In other words, most of the money to build Unity Park is coming from the tourists who visit Greenville and enjoy its many amenities.
Downtown visitors generate nearly $12 million each year in hospitality taxes. That amount has grown significantly in recent years and is double what it was just 10 years ago. That growth is because of attractions like Falls Park and, soon, Unity Park. Downtown’s extraordinary restaurants and hotels, shops, galleries and museums draw more visitors wanting to enjoy what Greenville has to offer. And they’re helping to make it better with every hotel room booking, restaurant check and bar tab.
Could that money be spent elsewhere? In short, no. By law, hospitality tax revenue can only be spent on tourism-related projects – like parks. In Greenville, hospitality taxes fund improvements to the Greenville Zoo, SC Children’s Theater, Swamp Rabbit Trail and, at some point, perhaps help to build a downtown convention center. The park isn’t diverting any money from those other priorities and there will be another $1.6 million in annual hospitality tax funds available when the bonds to build Falls Park are paid off in June 2022.
Because Unity Park isn’t using general fund money – money generated from property taxes and business licenses – those funds continue to be invested in the city’s biggest needs and priorities, like affordable housing, transportation, public safety and neighborhoods.
The city has contributed $3.5 million to the Greenville Housing Fund and earmarked another $5.5 million over the next five years. In the coming year, the city will spend $1.2 million for public transportation – or more than double what it spent just five years ago.

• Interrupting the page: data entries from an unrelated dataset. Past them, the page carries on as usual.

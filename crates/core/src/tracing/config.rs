//! Configuration for tracing output

use serde::{Deserialize, Serialize};

/// Output format of the fmt layer
#[derive(Debug, Clone, Copy, PartialEq, Eq, Default, Serialize, Deserialize)]
#[serde(rename_all = "lowercase")]
pub enum LogFormat {
    #[default]
    Pretty,
    Json,
}

/// Main instrumentation configuration
#[derive(Debug, Clone, Serialize, Deserialize)]
pub struct InstrumentationConfig {
    /// Service name recorded on startup
    pub service_name: String,
    /// Log level filter (e.g., "info", "debug", "authstate_core=trace")
    pub log_level: String,
    #[serde(default)]
    pub format: LogFormat,
}

impl Default for InstrumentationConfig {
    fn default() -> Self {
        Self {
            service_name: "authstate".to_string(),
            log_level: "info".to_string(),
            format: LogFormat::default(),
        }
    }
}

impl InstrumentationConfig {
    /// Create configuration from environment variables
    ///
    /// Supports the following environment variables:
    /// - `SERVICE_NAME`: Service name
    /// - `RUST_LOG`: Log level filter
    /// - `AUTHSTATE_LOG_FORMAT`: `json` for structured output, anything else for pretty
    pub fn from_env() -> Self {
        let service_name =
            std::env::var("SERVICE_NAME").unwrap_or_else(|_| "authstate".to_string());

        let log_level = std::env::var("RUST_LOG").unwrap_or_else(|_| "info".to_string());

        let format = match std::env::var("AUTHSTATE_LOG_FORMAT") {
            Ok(value) if value.eq_ignore_ascii_case("json") => LogFormat::Json,
            _ => LogFormat::Pretty,
        };

        Self {
            service_name,
            log_level,
            format,
        }
    }

    /// Create a development configuration with sensible defaults
    pub fn dev() -> Self {
        Self {
            service_name: "authstate-dev".to_string(),
            log_level: "debug".to_string(),
            format: LogFormat::Pretty,
        }
    }
}
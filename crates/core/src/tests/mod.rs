mod gated;
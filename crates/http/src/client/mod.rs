//! Session and profile API client

pub mod auth;
pub mod error;
pub mod profiles;

use arc_swap::ArcSwapOption;
use error::ClientError;
use reqwest::{Client, ClientBuilder, header};
use std::sync::Arc;
use std::time::Duration;

/// Header carrying the project API key on every request
pub const API_KEY_HEADER: &str = "apikey";

/// Default table holding display names
pub const DEFAULT_PROFILES_TABLE: &str = "profiles";

/// Client for the auth and REST APIs.
///
/// Clones share the session token, so signing out through one clone signs out
/// all of them.
#[derive(Clone)]
pub struct SessionClient {
    client: Client,
    base_url: String,
    api_key: String,
    profiles_table: String,
    access_token: Arc<ArcSwapOption<String>>,
}

impl SessionClient {
    /// Create a new client with default configuration
    pub fn new(base_url: impl Into<String>, api_key: impl Into<String>) -> Result<Self, ClientError> {
        Self::builder().base_url(base_url).api_key(api_key).build()
    }

    /// Create a new client builder
    pub fn builder() -> SessionClientBuilder {
        SessionClientBuilder::default()
    }

    /// Get the base URL
    pub fn base_url(&self) -> &str {
        &self.base_url
    }

    pub fn profiles_table(&self) -> &str {
        &self.profiles_table
    }

    /// Install or clear the access token of the ambient session
    pub fn set_access_token(&self, token: Option<String>) {
        self.access_token.store(token.map(Arc::new));
    }

    pub fn access_token(&self) -> Option<Arc<String>> {
        self.access_token.load_full()
    }

    pub fn has_session(&self) -> bool {
        self.access_token.load().is_some()
    }

    /// Create a request builder carrying the API key and the best available bearer
    pub fn request(&self, method: reqwest::Method, path: &str) -> reqwest::RequestBuilder {
        let url = format!("{}{}", self.base_url, path);
        let bearer = self
            .access_token()
            .map_or_else(|| self.api_key.clone(), |token| token.as_ref().clone());

        self.client
            .request(method, url)
            .header(API_KEY_HEADER, &self.api_key)
            .header(header::AUTHORIZATION, format!("Bearer {bearer}"))
    }

    /// Execute a request and decode its JSON body
    pub async fn execute<T: serde::de::DeserializeOwned>(
        request: reqwest::RequestBuilder,
    ) -> Result<T, ClientError> {
        let response = Self::send(request).await?;
        let body = response.bytes().await?;
        Ok(serde_json::from_slice(&body)?)
    }

    /// Execute a request whose body is irrelevant
    pub async fn execute_empty(request: reqwest::RequestBuilder) -> Result<(), ClientError> {
        Self::send(request).await?;
        Ok(())
    }

    async fn send(request: reqwest::RequestBuilder) -> Result<reqwest::Response, ClientError> {
        let response = request.send().await?;
        let status = response.status();

        if status.is_success() {
            Ok(response)
        } else {
            let message = response.text().await.unwrap_or_else(|_| status.to_string());
            Err(ClientError::from_status(status, message))
        }
    }
}

/// Builder for SessionClient
#[derive(Default)]
pub struct SessionClientBuilder {
    base_url: Option<String>,
    api_key: Option<String>,
    access_token: Option<String>,
    profiles_table: Option<String>,
    timeout: Option<Duration>,
    user_agent: Option<String>,
}

impl SessionClientBuilder {
    /// Set the base URL
    pub fn base_url(mut self, url: impl Into<String>) -> Self {
        self.base_url = Some(url.into());
        self
    }

    /// Set the project API key
    pub fn api_key(mut self, key: impl Into<String>) -> Self {
        self.api_key = Some(key.into());
        self
    }

    /// Start with an existing session token
    pub fn access_token(mut self, token: impl Into<String>) -> Self {
        self.access_token = Some(token.into());
        self
    }

    /// Set the table profile rows are read from
    pub fn profiles_table(mut self, table: impl Into<String>) -> Self {
        self.profiles_table = Some(table.into());
        self
    }

    /// Set the request timeout
    pub const fn timeout(mut self, timeout: Duration) -> Self {
        self.timeout = Some(timeout);
        self
    }

    /// Set the user agent
    pub fn user_agent(mut self, agent: impl Into<String>) -> Self {
        self.user_agent = Some(agent.into());
        self
    }

    /// Build the client
    pub fn build(self) -> Result<SessionClient, ClientError> {
        let base_url = self
            .base_url
            .ok_or_else(|| ClientError::Configuration("base_url is required".into()))?;
        let api_key = self
            .api_key
            .ok_or_else(|| ClientError::Configuration("api_key is required".into()))?;

        // Ensure base_url ends without a trailing slash
        let base_url = base_url.trim_end_matches('/').to_string();

        let mut client_builder = ClientBuilder::new();

        #[cfg(not(target_arch = "wasm32"))]
        if let Some(timeout) = self.timeout {
            client_builder = client_builder.timeout(timeout);
        }

        if let Some(user_agent) = self.user_agent {
            client_builder = client_builder.user_agent(user_agent);
        } else {
            client_builder = client_builder.user_agent(concat!(
                "authstate-http/",
                env!("CARGO_PKG_VERSION")
            ));
        }

        let client = client_builder.build()?;

        Ok(SessionClient {
            client,
            base_url,
            api_key,
            profiles_table: self
                .profiles_table
                .unwrap_or_else(|| DEFAULT_PROFILES_TABLE.to_string()),
            access_token: Arc::new(ArcSwapOption::from(self.access_token.map(Arc::new))),
        })
    }
}
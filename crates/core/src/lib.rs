//! Shared authentication state for a tree of views
//!
//! [`AuthStateManager`] derives an [`AuthState`] snapshot from a
//! [`SessionProvider`] and a [`ProfileStore`], publishes every replacement to
//! the [`AuthHandle`]s it has issued, and signs out through the provider before
//! redirecting with a [`Navigator`].

pub mod config;
pub mod error;
pub mod manager;
pub mod memory;
pub mod provider;
pub mod types;

#[cfg(all(feature = "tracing-init", not(target_arch = "wasm32")))]
pub mod tracing;

#[cfg(test)]
mod tests;

pub use crate::config::{ManagerConfig, MissingProfilePolicy};
pub use error::{AuthError, ProviderError, ProviderResult, Result};
pub use manager::{AuthHandle, AuthStateManager};
pub use provider::{Navigator, ProfileStore, SessionProvider};
pub use types::{AuthState, AuthStateView, Identity, Profile, UserInfo};
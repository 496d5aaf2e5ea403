//! Collaborators consumed by [`crate::AuthStateManager`]

use crate::{Identity, Profile, ProviderResult};
use async_trait::async_trait;

/// Session/identity service holding the ambient login session
#[cfg_attr(target_arch = "wasm32", async_trait(?Send))]
#[cfg_attr(not(target_arch = "wasm32"), async_trait)]
pub trait SessionProvider: Send + Sync {
    /// Identity behind the current session, `None` when nobody is signed in
    async fn current_identity(&self) -> ProviderResult<Option<Identity>>;

    /// End the current session with the provider
    async fn terminate_session(&self) -> ProviderResult<()>;
}

/// Keyed lookup of display fields
#[cfg_attr(target_arch = "wasm32", async_trait(?Send))]
#[cfg_attr(not(target_arch = "wasm32"), async_trait)]
pub trait ProfileStore: Send + Sync {
    async fn get_profile(&self, user_id: &str) -> ProviderResult<Option<Profile>>;
}

/// Navigation effect run after sign-out
pub trait Navigator: Send + Sync {
    /// Navigate to `path` without leaving the current entry in history
    fn redirect_replacing(&self, path: &str);
}

// Mock implementations for testing
#[cfg(test)]
pub mod mock {
    use super::*;
    use mockall::mock;

    mock! {
        pub SessionProvider {}

        #[async_trait]
        impl SessionProvider for SessionProvider {
            async fn current_identity(&self) -> ProviderResult<Option<Identity>>;
            async fn terminate_session(&self) -> ProviderResult<()>;
        }
    }

    mock! {
        pub ProfileStore {}

        #[async_trait]
        impl ProfileStore for ProfileStore {
            async fn get_profile(&self, user_id: &str) -> ProviderResult<Option<Profile>>;
        }
    }

    mock! {
        pub Navigator {}

        impl Navigator for Navigator {
            fn redirect_replacing(&self, path: &str);
        }
    }
}
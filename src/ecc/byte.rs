//! Byte codec: a byte travels as two codewords, high nibble first.

use crate::ecc::nibble::{decode_nibble, encode_nibble};

/// Encodes a byte into a codeword pair.
///
/// Element 0 carries the high nibble (bits 4..=7), element 1 the low nibble.
///
/// # Example
/// ```
/// use hamming74::ecc::encode_byte;
///
/// assert_eq!(encode_byte(35), [42, 67]);
/// ```
pub fn encode_byte(byte: u8) -> [u8; 2] {
    [encode_nibble(byte >> 4), encode_nibble(byte & 0x0F)]
}

/// Encodes a byte into a caller-provided pair buffer
pub fn encode_byte_into(byte: u8, buffer: &mut [u8; 2]) {
    *buffer = encode_byte(byte);
}

/// Decodes a codeword pair back into a byte, correcting one flipped bit per codeword.
pub fn decode_byte(codewords: [u8; 2]) -> u8 {
    (decode_nibble(codewords[0]) << 4) | decode_nibble(codewords[1])
}
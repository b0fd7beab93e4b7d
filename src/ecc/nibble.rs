//! Nibble codec: 4 data bits in, one 7-bit codeword out, and back.
//!
//! The nibble's bits 0..=2 (d4, d3, d2) keep their positions in the codeword;
//! bit 3 (d1) is moved up to codeword bit 4 to leave bit 3 free for p3.

use crate::ecc::parity::{compute_parity, CODEWORD_MASK, D1_BIT};
use crate::ecc::syndrome::{locate_error, NO_ERROR};
use crate::ecc::Result;
use crate::error::Error;

/// Nibble bit holding d1 before relocation
const NIBBLE_D1_BIT: usize = 3;

/// Largest valid nibble
pub const MAX_NIBBLE: u8 = 0x0F;

/// Encodes a nibble into a Hamming(7,4) codeword.
///
/// Only the low 4 bits of `value` are used; anything above is masked off rather
/// than rejected. Use [`try_encode_nibble`] to reject out-of-range input instead.
/// The result always satisfies the parity invariant and has bit 7 clear.
///
/// # Example
/// ```
/// use hamming74::ecc::encode_nibble;
///
/// assert_eq!(encode_nibble(8), 112);
/// assert_eq!(encode_nibble(15), 127);
/// ```
pub fn encode_nibble(value: u8) -> u8 {
    let mut codeword = value & MAX_NIBBLE;

    if codeword & (1 << NIBBLE_D1_BIT) != 0 {
        codeword = (codeword & !(1 << NIBBLE_D1_BIT)) | (1 << D1_BIT);
    }

    codeword | compute_parity(codeword)
}

/// Encodes a nibble, rejecting values above 15.
pub fn try_encode_nibble(value: u8) -> Result<u8> {
    if value > MAX_NIBBLE {
        return Err(Error::NibbleOutOfRange(value));
    }
    Ok(encode_nibble(value))
}

/// Applies single-bit correction to a received codeword.
///
/// Returns the codeword with the located bit flipped back and bit 7 cleared. A
/// codeword with two or more flipped bits comes back as a different valid
/// codeword.
pub fn correct_codeword(codeword: u8) -> u8 {
    let position = locate_error(codeword);
    let corrected = if position != NO_ERROR {
        codeword ^ (1 << position)
    } else {
        codeword
    };
    corrected & CODEWORD_MASK
}

/// Decodes a received codeword back into its nibble.
///
/// Any single flipped bit among the low 7 is corrected; bit 7 is ignored. The
/// result is always in `0..=15`, even when more than one bit was corrupted, in
/// which case it may silently differ from the nibble that was sent.
///
/// # Example
/// ```
/// use hamming74::ecc::decode_nibble;
///
/// assert_eq!(decode_nibble(105), 1);
/// // 105 with p2 flipped
/// assert_eq!(decode_nibble(105 ^ 0b010_0000), 1);
/// ```
pub fn decode_nibble(codeword: u8) -> u8 {
    let corrected = correct_codeword(codeword);
    let mut data = corrected & !compute_parity(corrected);

    if data & (1 << D1_BIT) != 0 {
        data = (data & !(1 << D1_BIT)) | (1 << NIBBLE_D1_BIT);
    }

    data & MAX_NIBBLE
}
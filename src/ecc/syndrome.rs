//! Syndrome decoding for received codewords.

use crate::ecc::parity::{compute_parity, P1_BIT, P2_BIT, P3_BIT};
use bitvec::prelude::*;

/// Position returned by [`locate_error`] when the parity checks all pass
pub const NO_ERROR: u8 = 7;

/// Computes the 3-bit syndrome of a received codeword.
///
/// The data bits are trusted to recompute the parity; a flipped data bit shows up
/// through the parity checks it participates in. The syndrome is
/// `4*m3 + 2*m2 + m1`, where `mN` is set when parity bit `pN` disagrees with the
/// recomputed value. Bit 7 never contributes.
pub fn syndrome(codeword: u8) -> u8 {
    let mismatch = codeword ^ compute_parity(codeword);
    let bits = mismatch.view_bits::<Lsb0>();

    ((bits[P3_BIT] as u8) << 2) | ((bits[P2_BIT] as u8) << 1) | (bits[P1_BIT] as u8)
}

/// Locates the bit to flip in a received codeword.
///
/// Returns [`NO_ERROR`] (7) when no error is detected, otherwise the codeword bit
/// position in `0..=6` holding the error. The layout makes the mapping a plain
/// `7 - syndrome`:
///
/// | syndrome | 0 | 1 | 2 | 3 | 4 | 5 | 6 | 7 |
/// |----------|---|---|---|---|---|---|---|---|
/// | position | - | 6 | 5 | 4 | 3 | 2 | 1 | 0 |
///
/// Exact for zero or one flipped bit. Two or more flips produce a valid looking
/// but generally wrong position.
///
/// # Example
/// ```
/// use hamming74::ecc::{encode_nibble, locate_error};
/// use hamming74::ecc::syndrome::NO_ERROR;
///
/// let codeword = encode_nibble(6);
/// assert_eq!(locate_error(codeword), NO_ERROR);
/// assert_eq!(locate_error(codeword ^ (1 << 4)), 4);
/// ```
pub fn locate_error(codeword: u8) -> u8 {
    NO_ERROR - syndrome(codeword)
}
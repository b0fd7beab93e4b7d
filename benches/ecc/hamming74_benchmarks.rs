use criterion::{black_box, criterion_group, criterion_main, BenchmarkId, Criterion};
use hamming74::ecc::{decode_nibble, encode_nibble, Hamming74};
use rand::{Rng, SeedableRng};
use rand_chacha::ChaCha20Rng;

fn bench_nibble(c: &mut Criterion) {
    let mut group = c.benchmark_group("nibble");

    group.bench_function("encode_all", |b| {
        b.iter(|| {
            for v in 0..16u8 {
                black_box(encode_nibble(black_box(v)));
            }
        })
    });

    group.bench_function("decode_all_flips", |b| {
        let codewords: Vec<u8> = (0..16u8)
            .flat_map(|v| (0..7).map(move |bit| encode_nibble(v) ^ (1 << bit)))
            .collect();
        b.iter(|| {
            for &c in &codewords {
                black_box(decode_nibble(black_box(c)));
            }
        })
    });

    group.finish();
}

fn bench_buffer(c: &mut Criterion) {
    let mut group = c.benchmark_group("buffer");
    let mut rng = ChaCha20Rng::seed_from_u64(1);
    let codec = Hamming74::default();

    for size in [64usize, 4096, 65536] {
        let data: Vec<u8> = (0..size).map(|_| rng.gen()).collect();
        let mut encoded = codec.encode(&data);
        for codeword in encoded.iter_mut().step_by(3) {
            *codeword ^= 1 << rng.gen_range(0..7u8);
        }

        group.bench_with_input(BenchmarkId::new("encode", size), &data, |b, data| {
            b.iter(|| codec.encode(black_box(data)))
        });
        group.bench_with_input(BenchmarkId::new("decode", size), &encoded, |b, encoded| {
            b.iter(|| codec.decode(black_box(encoded)))
        });
    }

    group.finish();
}

criterion_group!(benches, bench_nibble, bench_buffer);
criterion_main!(benches);
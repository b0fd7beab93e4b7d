use hamming74::ecc::{decode_byte, decode_nibble, encode_byte, encode_nibble, Hamming74};
use rand::Rng;
use std::process;

const ENCODED: [u8; 16] = [
    0, 105, 42, 67, 76, 37, 102, 15, 112, 25, 90, 51, 60, 85, 22, 127,
];

fn fail(msg: &str) -> ! {
    eprintln!("hamming (7,4) failed {}", msg);
    process::exit(1);
}

fn main() {
    for (i, &expected) in ENCODED.iter().enumerate() {
        if encode_nibble(i as u8) != expected {
            fail("encoding.");
        }
    }

    for (i, &codeword) in ENCODED.iter().enumerate() {
        if decode_nibble(codeword) != i as u8 {
            fail("decoding.");
        }
    }

    // one random bit position, flipped in every table entry
    let f_bit: u8 = rand::thread_rng().gen_range(0..7);
    for (i, &codeword) in ENCODED.iter().enumerate() {
        if decode_nibble(codeword ^ (1 << f_bit)) != i as u8 {
            fail("decoding with flipped bit.");
        }
    }

    let data = 35;
    let data_encoded = [42, 67];

    let buf = encode_byte(data);
    if buf != data_encoded {
        fail("encoding byte.");
    }
    if decode_byte(data_encoded) != data {
        fail("decoding buffer.");
    }

    let codec = Hamming74::default();
    let message = b"hamming";
    let mut encoded = codec.encode(message);
    encoded[0] ^= 1 << f_bit;
    match codec.decode_with_report(&encoded) {
        Ok(report) if report.data == message && report.corrections() == 1 => {}
        _ => fail("decoding message."),
    }

    println!(
        "hamming (7,4) ok: flipped bit {}, {} -> {}",
        f_bit,
        data,
        hex::encode(buf)
    );
}
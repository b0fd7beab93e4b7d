pub mod ecc;
pub mod error;

pub use ecc::{
    decode_byte, decode_nibble, encode_byte, encode_nibble, ErrorCorrection, Hamming74,
    Hamming74Config,
};
pub use error::{Error, Result};
//! Parity unit for the Hamming(7,4) codeword layout.
//!
//! The three parity bits each cover a fixed subset of the data bits:
//!
//! | parity | codeword bit | covers       |
//! |--------|--------------|--------------|
//! | p1     | 6            | d1, d2, d4   |
//! | p2     | 5            | d1, d3, d4   |
//! | p3     | 3            | d2, d3, d4   |

use bitvec::prelude::*;

/// Codeword bit holding data bit d4 (nibble bit 0)
pub const D4_BIT: usize = 0;
/// Codeword bit holding data bit d3 (nibble bit 1)
pub const D3_BIT: usize = 1;
/// Codeword bit holding data bit d2 (nibble bit 2)
pub const D2_BIT: usize = 2;
/// Codeword bit holding parity bit p3
pub const P3_BIT: usize = 3;
/// Codeword bit holding data bit d1 (nibble bit 3, relocated)
pub const D1_BIT: usize = 4;
/// Codeword bit holding parity bit p2
pub const P2_BIT: usize = 5;
/// Codeword bit holding parity bit p1
pub const P1_BIT: usize = 6;

/// All parity positions of a codeword
pub const PARITY_MASK: u8 = (1 << P1_BIT) | (1 << P2_BIT) | (1 << P3_BIT);
/// All data positions of a codeword
pub const DATA_MASK: u8 = (1 << D1_BIT) | (1 << D2_BIT) | (1 << D3_BIT) | (1 << D4_BIT);
/// The meaningful bits of a codeword
pub const CODEWORD_MASK: u8 = PARITY_MASK | DATA_MASK;

/// Computes the parity bits for the data bits of `codeword`.
///
/// Bits 4, 2, 1 and 0 are read as d1, d2, d3 and d4; every other input bit is
/// ignored. The result only ever has bits 6 (p1), 5 (p2) and 3 (p3) set, so it
/// can be OR-ed straight into a codeword whose parity positions are clear.
///
/// # Example
/// ```
/// use hamming74::ecc::compute_parity;
///
/// // d4 alone feeds all three parity bits
/// assert_eq!(compute_parity(0b000_0001), 0b110_1000);
/// // parity positions in the input do not matter
/// assert_eq!(compute_parity(0b110_1001), 0b110_1000);
/// ```
pub fn compute_parity(codeword: u8) -> u8 {
    let bits = codeword.view_bits::<Lsb0>();
    let d1 = bits[D1_BIT];
    let d2 = bits[D2_BIT];
    let d3 = bits[D3_BIT];
    let d4 = bits[D4_BIT];

    let p1 = d1 ^ d2 ^ d4;
    let p2 = d1 ^ d3 ^ d4;
    let p3 = d2 ^ d3 ^ d4;

    ((p1 as u8) << P1_BIT) | ((p2 as u8) << P2_BIT) | ((p3 as u8) << P3_BIT)
}
//! Export functionality for dependency graphs.
//!
//! This module serializes a [`DependencyGraph`] as a Graphviz DOT digraph
//! or as JSON, and writes the result to disk with write-replace semantics.

pub mod dot;
pub mod json;

use crate::graph::{CycleInfo, DependencyGraph};
use std::fs::{self, File};
use std::io::{self, Write};
use std::path::{Path, PathBuf};

/// Export format options
#[derive(Debug, Clone, Copy, PartialEq, Eq, Default)]
pub enum ExportFormat {
    /// Graphviz DOT - input for `dot -Tpng` and friends
    #[default]
    Dot,
    /// JSON format - machine-readable, includes cycles and summary
    Json,
}

impl std::str::FromStr for ExportFormat {
    type Err = String;

    fn from_str(s: &str) -> Result<Self, Self::Err> {
        match s.to_lowercase().as_str() {
            "dot" | "graphviz" => Ok(ExportFormat::Dot),
            "json" => Ok(ExportFormat::Json),
            _ => Err(format!(
                "Unknown export format: '{}'. Valid formats: dot, json",
                s
            )),
        }
    }
}

impl std::fmt::Display for ExportFormat {
    fn fmt(&self, f: &mut std::fmt::Formatter<'_>) -> std::fmt::Result {
        match self {
            ExportFormat::Dot => write!(f, "dot"),
            ExportFormat::Json => write!(f, "json"),
        }
    }
}

/// Data container for export operations.
///
/// Bundles the graph with the derived facts some formats report.
#[derive(Debug, Clone)]
pub struct ExportData<'a> {
    pub graph: &'a DependencyGraph,
    /// Detected import cycles
    pub cycles: Vec<CycleInfo>,
    /// Emit a node statement for every module, not only edges (DOT only)
    pub isolated_nodes: bool,
}

impl<'a> ExportData<'a> {
    /// Create export data from a finished graph.
    pub fn new(graph: &'a DependencyGraph) -> Self {
        Self {
            graph,
            cycles: graph.detect_cycles(),
            isolated_nodes: false,
        }
    }

    /// Create export data from a graph whose cycles are already known.
    pub fn with_cycles(graph: &'a DependencyGraph, cycles: Vec<CycleInfo>) -> Self {
        Self {
            graph,
            cycles,
            isolated_nodes: false,
        }
    }

    pub fn with_isolated_nodes(mut self, enabled: bool) -> Self {
        self.isolated_nodes = enabled;
        self
    }
}

/// Trait for exporters.
pub trait Exporter {
    /// Export the data to the given writer.
    fn export<W: Write>(&self, data: &ExportData<'_>, writer: &mut W) -> io::Result<()>;
}

/// Export data in the specified format.
pub fn export<W: Write>(
    format: ExportFormat,
    data: &ExportData<'_>,
    writer: &mut W,
) -> io::Result<()> {
    match format {
        ExportFormat::Dot => dot::DotExporter.export(data, writer),
        ExportFormat::Json => json::JsonExporter.export(data, writer),
    }
}

/// Export data to a string.
pub fn export_to_string(format: ExportFormat, data: &ExportData<'_>) -> io::Result<String> {
    let mut buffer = Vec::new();
    export(format, data, &mut buffer)?;
    String::from_utf8(buffer).map_err(|e| io::Error::new(io::ErrorKind::InvalidData, e))
}

/// Serialize `data` and replace the file at `path` with the result.
///
/// The whole document is rendered in memory before anything touches the
/// filesystem.
pub fn write_graph(path: &Path, format: ExportFormat, data: &ExportData<'_>) -> io::Result<()> {
    let mut buffer = Vec::new();
    export(format, data, &mut buffer)?;
    write_atomic(path, &buffer)
}

/// Write `contents` to `path` through a sibling temporary file and rename.
///
/// Readers see either the previous file or the complete new one. On error
/// the temporary file is removed.
pub fn write_atomic(path: &Path, contents: &[u8]) -> io::Result<()> {
    let temp_path = temp_path_for(path)?;

    let result = (|| -> io::Result<()> {
        let mut file = File::create(&temp_path)?;
        file.write_all(contents)?;
        file.sync_all()?;
        fs::rename(&temp_path, path)
    })();

    if result.is_err() {
        let _ = fs::remove_file(&temp_path);
    }
    result
}

fn temp_path_for(path: &Path) -> io::Result<PathBuf> {
    let name = path.file_name().ok_or_else(|| {
        io::Error::new(
            io::ErrorKind::InvalidInput,
            format!("output path has no file name: {}", path.display()),
        )
    })?;

    let mut temp_name = std::ffi::OsString::from(".");
    temp_name.push(name);
    temp_name.push(".tmp");
    Ok(path.with_file_name(temp_name))
}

The reality is that every dollar spent on Unity Park is an investment in a part of Greenville that has been historically overlooked. Building Unity Park is just one way the city is guiding equitable development in this side of town through an intertwined set of complimentary initiatives focusing on the quality of water and soil, the health of the environment, access to the river and the connectivity of the Swamp Rabbit Trail.
Unity Park will attract more visitors spending money in Greenville’s hotels and restaurants and generating more hospital tax revenue. It will attract more investment to Greenville bringing businesses and creating jobs. Those businesses pay taxes, as do the people they hire. One only has to look to Falls Park to see how that $13 million investment generated $100 million in new development along the banks of the Reedy and across the West End.
To be sure, the city’s investment in Unity Park will continue long after the park opens. Keeping Unity Park clean and safe will take ongoing spending. The city has a plan for that, just as it has a plan for keeping Falls Park looking its best. Unity Park maintenance costs, including a full-time staff, are being built into the city’s annual budget. Just like other city parks, a small number of amenities like reserving picnic shelters in advance will carry a small fee. But the park, as whole, will be free to use.
In the end, Unity Park will pay for itself. But more importantly, Unity Park will preserve a 60-acre patch of ground that lies within the flood plain for generations of residents and visitors to enjoy. At its core, this park represents our community’s understanding that growth driven by our successes must be balanced with green space. Cities around the country are learning too late that opportunities to create places like Unity Park are fleeting.